(Data to examine Opens)

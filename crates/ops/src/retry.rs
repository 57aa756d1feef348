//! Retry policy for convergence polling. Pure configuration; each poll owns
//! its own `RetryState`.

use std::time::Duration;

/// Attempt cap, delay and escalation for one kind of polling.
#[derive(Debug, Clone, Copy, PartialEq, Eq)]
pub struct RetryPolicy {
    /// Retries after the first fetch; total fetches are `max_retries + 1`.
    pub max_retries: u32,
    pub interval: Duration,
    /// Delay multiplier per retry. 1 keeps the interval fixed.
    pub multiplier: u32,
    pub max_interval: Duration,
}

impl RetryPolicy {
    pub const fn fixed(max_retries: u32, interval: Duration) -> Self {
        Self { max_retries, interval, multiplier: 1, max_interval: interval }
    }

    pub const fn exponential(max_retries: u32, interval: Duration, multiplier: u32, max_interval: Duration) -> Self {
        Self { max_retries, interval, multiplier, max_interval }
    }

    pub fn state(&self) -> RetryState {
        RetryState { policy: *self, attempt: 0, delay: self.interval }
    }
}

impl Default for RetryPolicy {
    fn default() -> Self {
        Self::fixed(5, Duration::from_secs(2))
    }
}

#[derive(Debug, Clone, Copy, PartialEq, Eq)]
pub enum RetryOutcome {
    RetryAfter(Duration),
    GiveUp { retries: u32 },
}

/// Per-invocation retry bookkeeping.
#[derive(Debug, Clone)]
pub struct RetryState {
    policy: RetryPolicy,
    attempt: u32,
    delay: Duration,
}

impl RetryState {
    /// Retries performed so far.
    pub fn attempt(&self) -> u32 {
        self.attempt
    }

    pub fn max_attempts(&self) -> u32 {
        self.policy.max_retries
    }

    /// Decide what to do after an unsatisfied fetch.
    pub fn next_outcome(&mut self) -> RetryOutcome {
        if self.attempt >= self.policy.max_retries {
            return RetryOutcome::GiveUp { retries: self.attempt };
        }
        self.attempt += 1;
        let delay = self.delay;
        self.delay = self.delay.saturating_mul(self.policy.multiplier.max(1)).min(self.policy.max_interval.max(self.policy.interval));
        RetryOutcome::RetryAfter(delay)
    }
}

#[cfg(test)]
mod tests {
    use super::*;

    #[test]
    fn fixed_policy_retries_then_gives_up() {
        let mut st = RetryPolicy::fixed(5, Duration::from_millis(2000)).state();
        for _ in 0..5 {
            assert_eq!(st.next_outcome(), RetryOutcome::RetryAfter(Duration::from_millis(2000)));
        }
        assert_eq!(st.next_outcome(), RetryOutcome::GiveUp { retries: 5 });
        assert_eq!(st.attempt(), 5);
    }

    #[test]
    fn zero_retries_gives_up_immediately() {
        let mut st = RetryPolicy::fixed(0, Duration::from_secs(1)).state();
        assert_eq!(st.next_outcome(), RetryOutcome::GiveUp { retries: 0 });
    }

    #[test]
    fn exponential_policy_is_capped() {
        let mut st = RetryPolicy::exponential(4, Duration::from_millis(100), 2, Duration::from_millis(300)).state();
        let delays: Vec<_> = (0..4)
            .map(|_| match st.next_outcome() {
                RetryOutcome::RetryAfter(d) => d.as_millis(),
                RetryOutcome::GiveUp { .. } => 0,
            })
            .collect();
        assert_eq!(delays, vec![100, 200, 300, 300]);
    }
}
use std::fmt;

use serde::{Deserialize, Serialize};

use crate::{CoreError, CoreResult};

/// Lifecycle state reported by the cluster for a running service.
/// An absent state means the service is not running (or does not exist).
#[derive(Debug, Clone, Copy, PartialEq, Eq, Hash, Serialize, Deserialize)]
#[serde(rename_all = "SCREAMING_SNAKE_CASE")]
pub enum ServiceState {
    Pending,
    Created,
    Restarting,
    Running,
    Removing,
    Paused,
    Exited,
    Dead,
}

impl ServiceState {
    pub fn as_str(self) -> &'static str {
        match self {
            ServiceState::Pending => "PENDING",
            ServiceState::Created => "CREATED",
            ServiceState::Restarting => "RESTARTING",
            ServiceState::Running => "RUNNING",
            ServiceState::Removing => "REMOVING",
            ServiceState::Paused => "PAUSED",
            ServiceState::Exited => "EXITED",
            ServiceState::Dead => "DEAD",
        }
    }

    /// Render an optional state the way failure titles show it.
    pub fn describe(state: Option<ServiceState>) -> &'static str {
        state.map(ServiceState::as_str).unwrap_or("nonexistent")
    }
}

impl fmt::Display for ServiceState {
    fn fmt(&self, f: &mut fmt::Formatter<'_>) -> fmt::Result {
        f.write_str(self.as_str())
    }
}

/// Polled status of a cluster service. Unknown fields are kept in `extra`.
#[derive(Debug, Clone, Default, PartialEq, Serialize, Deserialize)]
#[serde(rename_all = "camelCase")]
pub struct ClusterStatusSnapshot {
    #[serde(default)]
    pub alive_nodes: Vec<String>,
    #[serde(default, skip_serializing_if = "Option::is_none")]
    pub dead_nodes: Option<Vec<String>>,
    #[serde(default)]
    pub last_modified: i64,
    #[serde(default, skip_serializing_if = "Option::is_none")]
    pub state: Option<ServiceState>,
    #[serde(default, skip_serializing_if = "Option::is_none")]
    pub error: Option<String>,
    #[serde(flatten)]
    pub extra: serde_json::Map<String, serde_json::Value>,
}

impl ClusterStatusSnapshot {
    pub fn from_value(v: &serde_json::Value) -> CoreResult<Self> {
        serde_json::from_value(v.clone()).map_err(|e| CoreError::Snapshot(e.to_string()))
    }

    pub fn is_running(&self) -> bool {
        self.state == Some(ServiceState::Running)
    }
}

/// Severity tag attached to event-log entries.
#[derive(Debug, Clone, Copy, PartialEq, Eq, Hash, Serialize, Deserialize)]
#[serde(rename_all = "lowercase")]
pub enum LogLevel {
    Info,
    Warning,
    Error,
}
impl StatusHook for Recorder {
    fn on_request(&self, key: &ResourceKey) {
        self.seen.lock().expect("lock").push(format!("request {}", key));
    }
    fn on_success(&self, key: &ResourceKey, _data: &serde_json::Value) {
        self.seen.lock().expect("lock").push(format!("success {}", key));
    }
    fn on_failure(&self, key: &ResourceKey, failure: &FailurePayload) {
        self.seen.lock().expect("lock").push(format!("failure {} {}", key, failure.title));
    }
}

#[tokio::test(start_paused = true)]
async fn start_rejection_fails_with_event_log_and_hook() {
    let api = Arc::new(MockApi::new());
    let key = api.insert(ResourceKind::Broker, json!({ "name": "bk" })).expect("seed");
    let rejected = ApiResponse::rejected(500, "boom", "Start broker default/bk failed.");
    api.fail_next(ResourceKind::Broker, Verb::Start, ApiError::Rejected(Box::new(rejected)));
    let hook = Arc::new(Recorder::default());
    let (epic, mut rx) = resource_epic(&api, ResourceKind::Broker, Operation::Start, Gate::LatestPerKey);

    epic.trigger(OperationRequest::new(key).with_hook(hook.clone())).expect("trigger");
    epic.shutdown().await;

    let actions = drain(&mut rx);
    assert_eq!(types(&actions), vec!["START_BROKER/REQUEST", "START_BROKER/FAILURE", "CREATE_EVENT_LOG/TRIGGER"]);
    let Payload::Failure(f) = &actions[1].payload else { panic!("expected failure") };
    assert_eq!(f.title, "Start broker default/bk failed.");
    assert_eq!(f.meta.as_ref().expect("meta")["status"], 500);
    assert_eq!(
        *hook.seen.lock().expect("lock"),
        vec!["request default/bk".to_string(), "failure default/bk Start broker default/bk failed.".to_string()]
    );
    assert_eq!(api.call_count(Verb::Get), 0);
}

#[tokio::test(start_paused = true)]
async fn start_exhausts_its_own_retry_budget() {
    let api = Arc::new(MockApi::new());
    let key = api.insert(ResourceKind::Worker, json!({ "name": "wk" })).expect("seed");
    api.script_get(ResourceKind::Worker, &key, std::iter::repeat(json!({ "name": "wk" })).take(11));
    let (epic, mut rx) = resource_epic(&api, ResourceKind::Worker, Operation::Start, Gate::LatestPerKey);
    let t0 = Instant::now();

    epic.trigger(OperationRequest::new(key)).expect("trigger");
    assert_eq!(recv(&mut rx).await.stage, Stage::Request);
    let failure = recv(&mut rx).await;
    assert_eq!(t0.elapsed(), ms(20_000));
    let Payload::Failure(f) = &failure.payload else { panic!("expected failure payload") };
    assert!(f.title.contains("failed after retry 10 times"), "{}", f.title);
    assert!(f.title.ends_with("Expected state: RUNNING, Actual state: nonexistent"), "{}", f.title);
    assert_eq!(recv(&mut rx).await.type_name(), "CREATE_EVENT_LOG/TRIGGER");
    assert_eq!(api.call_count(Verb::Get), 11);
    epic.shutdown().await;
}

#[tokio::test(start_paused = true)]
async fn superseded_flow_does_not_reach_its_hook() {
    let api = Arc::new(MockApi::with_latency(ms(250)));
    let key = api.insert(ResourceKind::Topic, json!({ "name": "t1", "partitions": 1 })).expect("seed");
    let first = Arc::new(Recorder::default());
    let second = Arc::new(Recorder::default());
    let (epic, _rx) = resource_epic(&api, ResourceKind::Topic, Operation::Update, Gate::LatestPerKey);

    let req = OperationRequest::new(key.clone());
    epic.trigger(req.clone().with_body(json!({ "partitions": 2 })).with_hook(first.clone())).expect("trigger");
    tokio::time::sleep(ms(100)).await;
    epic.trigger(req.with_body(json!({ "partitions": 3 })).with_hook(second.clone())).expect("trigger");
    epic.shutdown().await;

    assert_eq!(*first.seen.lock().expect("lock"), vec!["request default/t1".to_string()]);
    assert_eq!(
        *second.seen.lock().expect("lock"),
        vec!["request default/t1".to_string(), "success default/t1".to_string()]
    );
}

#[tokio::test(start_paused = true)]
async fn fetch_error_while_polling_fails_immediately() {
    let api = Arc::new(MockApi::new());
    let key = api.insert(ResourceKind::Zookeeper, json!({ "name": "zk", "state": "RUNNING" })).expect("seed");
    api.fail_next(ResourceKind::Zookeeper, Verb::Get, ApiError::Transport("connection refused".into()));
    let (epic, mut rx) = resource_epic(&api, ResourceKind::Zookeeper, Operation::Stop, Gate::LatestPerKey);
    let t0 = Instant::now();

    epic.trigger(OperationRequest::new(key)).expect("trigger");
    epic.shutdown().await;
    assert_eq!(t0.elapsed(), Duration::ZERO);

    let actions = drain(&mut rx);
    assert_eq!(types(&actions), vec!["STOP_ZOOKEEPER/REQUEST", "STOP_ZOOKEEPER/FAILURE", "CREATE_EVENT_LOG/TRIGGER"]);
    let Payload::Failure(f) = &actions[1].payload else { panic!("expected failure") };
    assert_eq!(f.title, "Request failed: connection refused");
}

(Data to examine Closes)

Of the entries above, repeat exactly the lines between the line with "let failure = recv(&mut rx).await;" and the line with "let req = OperationRequest::new(key.clone());", inclusive, and no others.

Output for this task:
    let failure = recv(&mut rx).await;
    assert_eq!(t0.elapsed(), ms(20_000));
    let Payload::Failure(f) = &failure.payload else { panic!("expected failure payload") };
    assert!(f.title.contains("failed after retry 10 times"), "{}", f.title);
    assert!(f.title.ends_with("Expected state: RUNNING, Actual state: nonexistent"), "{}", f.title);
    assert_eq!(recv(&mut rx).await.type_name(), "CREATE_EVENT_LOG/TRIGGER");
    assert_eq!(api.call_count(Verb::Get), 11);
    epic.shutdown().await;
}

#[tokio::test(start_paused = true)]
async fn superseded_flow_does_not_reach_its_hook() {
    let api = Arc::new(MockApi::with_latency(ms(250)));
    let key = api.insert(ResourceKind::Topic, json!({ "name": "t1", "partitions": 1 })).expect("seed");
    let first = Arc::new(Recorder::default());
    let second = Arc::new(Recorder::default());
    let (epic, _rx) = resource_epic(&api, ResourceKind::Topic, Operation::Update, Gate::LatestPerKey);

    let req = OperationRequest::new(key.clone());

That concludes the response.